Взгляд Павлова скользит по циферблатам: его «свита» послушна, каждая стрелка на своем месте. Он следует их советам. А самолет натужно продолжает движение вверх. Бортовой радист Иван Шевцов вскоре наладил связь с базой, и в Бари знали, что помощь партизанам оказана, а на борту самолета теперь находятся американские авиаторы со сбитых «летающих крепостей», «Лайтнингов», «Либерейторов».

Однако передать сообщение на базу легче, чем туда добраться. Постепенно нарастало ощущение, что самолет валится в бездну. Сила тяготения казалась всемогущей. В то же время командир корабля чувствовал, что земля, горы его подпирают, поддерживают, поднимают над этой ночью. И как хотелось увидеть сквозь грозные скопления туч, обложивших самолет, проблеск света…

Пилоты привыкли обходить стороной мощнокучевые грозовые очаги, чтобы избежать прямого грозового удара. Но сейчас командир был бессилен что-то сделать: он летел в туманной мгле, и пока никто не знал и не мог ему сказать, подстерегает ли где беда или нет. [73]

Штурман беспокоился, чтобы не отклониться к югу, в сторону предполагаемого грозового фронта, о котором экипаж информировали синоптики еще в Бари. Стрелки высотомеров показывали две тысячи метров. Плотные шапки облаков поднимались все выше и выше над горами, как бы выжимая машину кверху. Облака продолжали наседать, все ощутимей становились воздушные толчки, нарушавшие равновесие корабля. Самолет все набирал и набирал высоту, но не обнаруживались ни малейшие признаки просвета. Постепенно сделалось ясно: он попал в скопление разъяренных облаков, толща которых неведома, во власть разбушевавшейся стихии. Ждать помощи неоткуда. Капитан корабля в ответе за все и всех. На его совести жизни людские. Этот натиск стихии не сломил волю командира, а, напротив, обострил его мысль, укрепил чувство ответственности, удесятерил силы.

Я хорошо представляю пассажирскую кабину такого самолета, переполненную людьми. Одни сидят на скамьях вдоль фюзеляжа, другие расположились на полу. Первые воздушные толчки обычно воспринимаются с опаской: а не случилось ли что-то непоправимое?

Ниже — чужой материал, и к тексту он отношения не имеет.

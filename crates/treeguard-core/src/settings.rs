use crate::error::ConfigError;
use crate::hasher::HashAlgorithm;
use crate::moves::MovePolicy;
use crate::scanner::{default_concurrency, ScannerConfig};
use serde::{Deserialize, Serialize};
use std::fs;
use std::io;
use std::path::{Path, PathBuf};

/// Persistent defaults for a monitoring run, overridable from the command line.
#[derive(Debug, Clone, PartialEq, Serialize, Deserialize)]
#[serde(default)]
pub struct MonitorSettings {
    pub algorithm: String,
    pub interval_secs: u64,
    /// `None` uses the machine's available parallelism.
    pub concurrency: Option<usize>,
    pub move_window_secs: f64,
    pub show_size: bool,
    pub notifications: bool,
    pub color: bool,
    pub report_file: Option<PathBuf>,
}

impl Default for MonitorSettings {
    fn default() -> Self {
        Self {
            algorithm: HashAlgorithm::default().as_str().to_string(),
            interval_secs: 5,
            concurrency: None,
            move_window_secs: MovePolicy::default().mtime_window_secs,
            show_size: false,
            notifications: true,
            color: true,
            report_file: None,
        }
    }
}

impl MonitorSettings {
    /// Read settings from `path`; a missing file gives the defaults.
    pub fn load(path: &Path) -> Result<Self, ConfigError> {
        let text = match fs::read_to_string(path) {
            Ok(t) => t,
            Err(e) if e.kind() == io::ErrorKind::NotFound => return Ok(Self::default()),
            Err(e) => {
                return Err(ConfigError::UnreadableConfigFile {
                    path: path.to_path_buf(),
                    source: e,
                })
            }
        };
        serde_json::from_str(&text).map_err(|e| ConfigError::InvalidConfigFile {
            path: path.to_path_buf(),
            source: e,
        })
    }

    pub fn hash_algorithm(&self) -> Result<HashAlgorithm, ConfigError> {
        self.algorithm.parse()
    }

    pub fn move_policy(&self) -> MovePolicy {
        MovePolicy::with_window(self.move_window_secs)
    }

    pub fn scanner_config(&self) -> ScannerConfig {
        ScannerConfig {
            concurrency: self.concurrency.unwrap_or_else(default_concurrency).max(1),
        }
    }
}

#[cfg(test)]
mod tests {
    use super::*;
    use tempfile::tempdir;

    #[test]
    fn missing_file_gives_defaults() {
        let dir = tempdir().unwrap();
        let s = MonitorSettings::load(&dir.path().join("config.json")).unwrap();
        assert_eq!(s, MonitorSettings::default());
        assert_eq!(s.hash_algorithm().unwrap(), HashAlgorithm::Blake3);
        assert_eq!(s.move_policy(), MovePolicy::default());
    }

    #[test]
    fn partial_file_fills_defaults() {
        let dir = tempdir().unwrap();
        let path = dir.path().join("config.json");
        fs::write(&path, r#"{"algorithm":"sha256","move_window_secs":5.0,"concurrency":3}"#).unwrap();
        let s = MonitorSettings::load(&path).unwrap();
        assert_eq!(s.hash_algorithm().unwrap(), HashAlgorithm::Sha256);
        assert_eq!(s.move_policy().mtime_window_secs, 5.0);
        assert_eq!(s.scanner_config().concurrency, 3);
        assert_eq!(s.interval_secs, 5);
    }

    #[test]
    fn malformed_file_is_a_config_error() {
        let dir = tempdir().unwrap();
        let path = dir.path().join("config.json");
        fs::write(&path, "interval_secs = 5").unwrap();
        assert!(matches!(
            MonitorSettings::load(&path),
            Err(ConfigError::InvalidConfigFile { .. })
        ));
    }

    #[test]
    fn bad_algorithm_surfaces_on_use() {
        let s = MonitorSettings {
            algorithm: "crc32".into(),
            ..MonitorSettings::default()
        };
        assert!(s.hash_algorithm().is_err());
    }
}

А когда толчки учащаются, когда им не видно конца, смятение сменяется каким-то отупением: будь что будет.

А экипаж тоже напряжен до предела, нервничает. «Хотя бы еще триста метров набрать, - думает Павлов, - все же ближе к «потолку». Но облака не «пробиваются». Кажется, что они просачиваются внутрь самолета. В кабине темно, как в погребе. Даже флюоресцирующий свет мало помогает различать показания приборов. В глазах рябит.

Налетающие бурными порывами потоки воздуха сотрясают машину, готовые разломить ее на части. В наушниках шлемофона раздается треск электрических разрядов.

- Выключить радиостанцию! - приказывает пилот. Становится немного спокойнее.

Но тут перед его взором начали мелькать огненные язычки. Они молниеносно вспыхивали, искрились в причудливом танце на стекле кабины пилотов, исчезали и снова появлялись, как разноцветные россыпи фейерверка. Какой-то огненный ветер обдувал самолет! А потом [74] - перекрестные вспышки молнии, и на корабль обрушились потоки воды.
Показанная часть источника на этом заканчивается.